Cuando leáis estas líneas hará casi seis meses que no tomo alcohol. Medio año puede parecer poco tiempo, y lo es, pero también es cierto que si un alcohólico ha podido estar medio año sin beber, también lo puede estar el resto de sus días. Como también puede recaer, claro. La Recaída, en mayúscula, es la espada de Damocles que pende sobre la cabeza del alcohólico, y en este punto todo depende de uno mismo, de la propia determinación, voluntad y firmeza. Si me preguntáis como estoy, os diré que ilusionado, con la guardia alta y confuso todavía por una experiencia tan extrema que ha transformado mi vida, ignoro todavía hasta qué punto.

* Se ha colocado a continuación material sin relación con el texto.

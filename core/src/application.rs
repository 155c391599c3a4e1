//! # Application Use Cases
//!
//! Operations on the remote `applications` collection.

use appctl_common::error::ApiError;
use appctl_common::models::{AppType, Application, CreateApplicationRequest};
use reqwest::Method;

use crate::sender::{Exchange, RequestSender, send_json};

pub const APPLICATIONS_PATH: &str = "applications";

/// Creates an application and returns the identifier assigned by the service.
///
/// `app_type` is matched leniently: `"pure"` selects [`AppType::Pure`], every
/// other label (including unknown ones) selects the default [`AppType::E2ee`].
/// `name` is sent unchanged.
///
/// Sender failures are returned as they are. A successful exchange without a
/// usable application yields [`ApiError::EmptyResponse`].
pub async fn create_application<S>(
    name: &str,
    app_type: &str,
    sender: &S,
) -> Result<String, ApiError>
where
    S: RequestSender + ?Sized,
{
    let request = CreateApplicationRequest::new(name, AppType::from_label(app_type));
    let exchange: Exchange<Application> =
        send_json(sender, Method::POST, APPLICATIONS_PATH, &request).await?;

    match exchange.decoded {
        Some(app) if !app.is_empty() => Ok(app.id),
        _ => Err(ApiError::EmptyResponse),
    }
}
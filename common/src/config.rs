use std::time::Duration;

pub const DEFAULT_API_URL: &str = "http://127.0.0.1:8080/management/v1/";
pub const DEFAULT_TIMEOUT: Duration = Duration::from_secs(30);
pub const DEFAULT_RETRIES: u32 = 3;

#[derive(Debug, Clone)]
pub struct Config {
    /// Base URL that resource paths such as `applications` are joined onto.
    pub api_url: String,
    /// Per-attempt request timeout.
    pub timeout: Duration,
    /// Total number of attempts for a single request, the first one included.
    pub retries: u32,
    /// Suppresses headers and the spinner.
    ///
    /// Results and errors are still printed.
    pub quiet: u8,
    /// Fail instead of prompting when a value is missing.
    pub disable_input: bool,
}

impl Default for Config {
    fn default() -> Self {
        Self {
            api_url: DEFAULT_API_URL.to_string(),
            timeout: DEFAULT_TIMEOUT,
            retries: DEFAULT_RETRIES,
            quiet: 0,
            disable_input: false,
        }
    }
}
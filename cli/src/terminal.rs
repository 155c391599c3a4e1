pub mod colors;
pub mod logging;
pub mod print;
pub mod prompt;
pub mod spinner;
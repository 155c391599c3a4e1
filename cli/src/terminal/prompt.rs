//! Interactive fallbacks for values that were not given on the command line.

use anyhow::Context;
use appctl_common::warn;
use console::Term;

/// Source of answers to questions asked on the terminal.
pub trait Prompt {
    fn ask(&self, question: &str) -> anyhow::Result<String>;
}

pub struct ConsolePrompt {
    term: Term,
    disabled: bool,
}

impl ConsolePrompt {
    pub fn new(disabled: bool) -> Self {
        Self {
            term: Term::stderr(),
            disabled,
        }
    }
}

impl Prompt for ConsolePrompt {
    fn ask(&self, question: &str) -> anyhow::Result<String> {
        anyhow::ensure!(
            !self.disabled,
            "input is disabled and no value was given for: {question}"
        );
        anyhow::ensure!(
            self.term.is_term(),
            "not attached to a terminal, cannot ask: {question}"
        );

        self.term.write_str(&format!("{question}: "))?;
        let answer = self
            .term
            .read_line()
            .context("failed to read from terminal")?;
        Ok(answer.trim().to_string())
    }
}

/// Asks until the answer is one of `options`.
pub fn read_choice(prompt: &dyn Prompt, question: &str, options: &[&str]) -> anyhow::Result<String> {
    loop {
        let answer = prompt.ask(question)?;
        if options.contains(&answer.as_str()) {
            return Ok(answer);
        }
        warn!("'{answer}' is not one of: {}", options.join(", "));
    }
}

/// Asks until a non-empty answer is given.
pub fn read_non_empty(prompt: &dyn Prompt, question: &str) -> anyhow::Result<String> {
    loop {
        let answer = prompt.ask(question)?;
        if !answer.is_empty() {
            return Ok(answer);
        }
        warn!("a value is required");
    }
}
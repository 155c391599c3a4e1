use colored::*;
use tracing::{Event, Level, Subscriber};
use tracing_subscriber::EnvFilter;
use tracing_subscriber::fmt::FormatEvent;
use tracing_subscriber::fmt::format::{self, Writer};
use tracing_subscriber::registry::LookupSpan;

use crate::terminal::spinner::SpinnerWriter;

pub const PRINT_TARGET: &str = "appctl::print";
const SUCCESS_TARGET: &str = "appctl::success";

/// Installs the global subscriber. `RUST_LOG` takes precedence over `verbose`.
pub fn init_logging(verbose: u8) {
    let level = match verbose {
        0 => "info",
        1 => "debug",
        _ => "trace",
    };
    let filter = EnvFilter::try_from_default_env().unwrap_or_else(|_| {
        // `appctl` prefixes every target of this workspace.
        EnvFilter::new(format!("warn,appctl={level}"))
    });

    let _ = tracing_subscriber::fmt()
        .with_env_filter(filter)
        .event_format(StatusFormatter)
        .with_writer(|| SpinnerWriter)
        .try_init();
}

pub struct StatusFormatter;

impl<S, N> FormatEvent<S, N> for StatusFormatter
where
    S: Subscriber + for<'a> LookupSpan<'a>,
    N: for<'a> format::FormatFields<'a> + 'static,
{
    fn format_event(
        &self,
        ctx: &tracing_subscriber::fmt::FmtContext<'_, S, N>,
        mut writer: Writer<'_>,
        event: &Event<'_>,
    ) -> std::fmt::Result {
        let meta = event.metadata();

        if meta.target() != PRINT_TARGET {
            let (symbol, color_func) = symbol_for(*meta.level(), meta.target());
            write!(writer, "{} ", color_func(symbol.into()))?;
        }

        ctx.field_format().format_fields(writer.by_ref(), event)?;

        writeln!(writer)
    }
}

fn symbol_for(level: Level, target: &str) -> (&'static str, fn(ColoredString) -> ColoredString) {
    match level {
        Level::TRACE => ("[ ]", |s| s.dimmed()),
        Level::DEBUG => ("[?]", |s| s.blue()),
        Level::INFO if target == SUCCESS_TARGET => ("[+]", |s| s.green().bold()),
        Level::INFO => ("[*]", |s| s.cyan().bold()),
        Level::WARN => ("[!]", |s| s.yellow().bold()),
        Level::ERROR => ("[-]", |s| s.red().bold()),
    }
}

Tengo muy pocas certezas. Sé que, como el poeta, pasé una temporada en el infierno, una larga temporada en mi infierno personal, y que (y esto es lo peor) voy arrastrar a las personas que quiero. Sé a ciencia cierta que no quiero volver a ello nunca más. Sé que el dolor que me he infligido a mí mismo ya los demás sólo se puede vencer con amor, la misma clase de amor que me fue dado y que me salvó de mi hundimiento. Sé que mañana comenzará otro día, y que desde el fondo de mi corazón doy una vez más las gracias por sentir la necesidad y la alegría de querer vivir.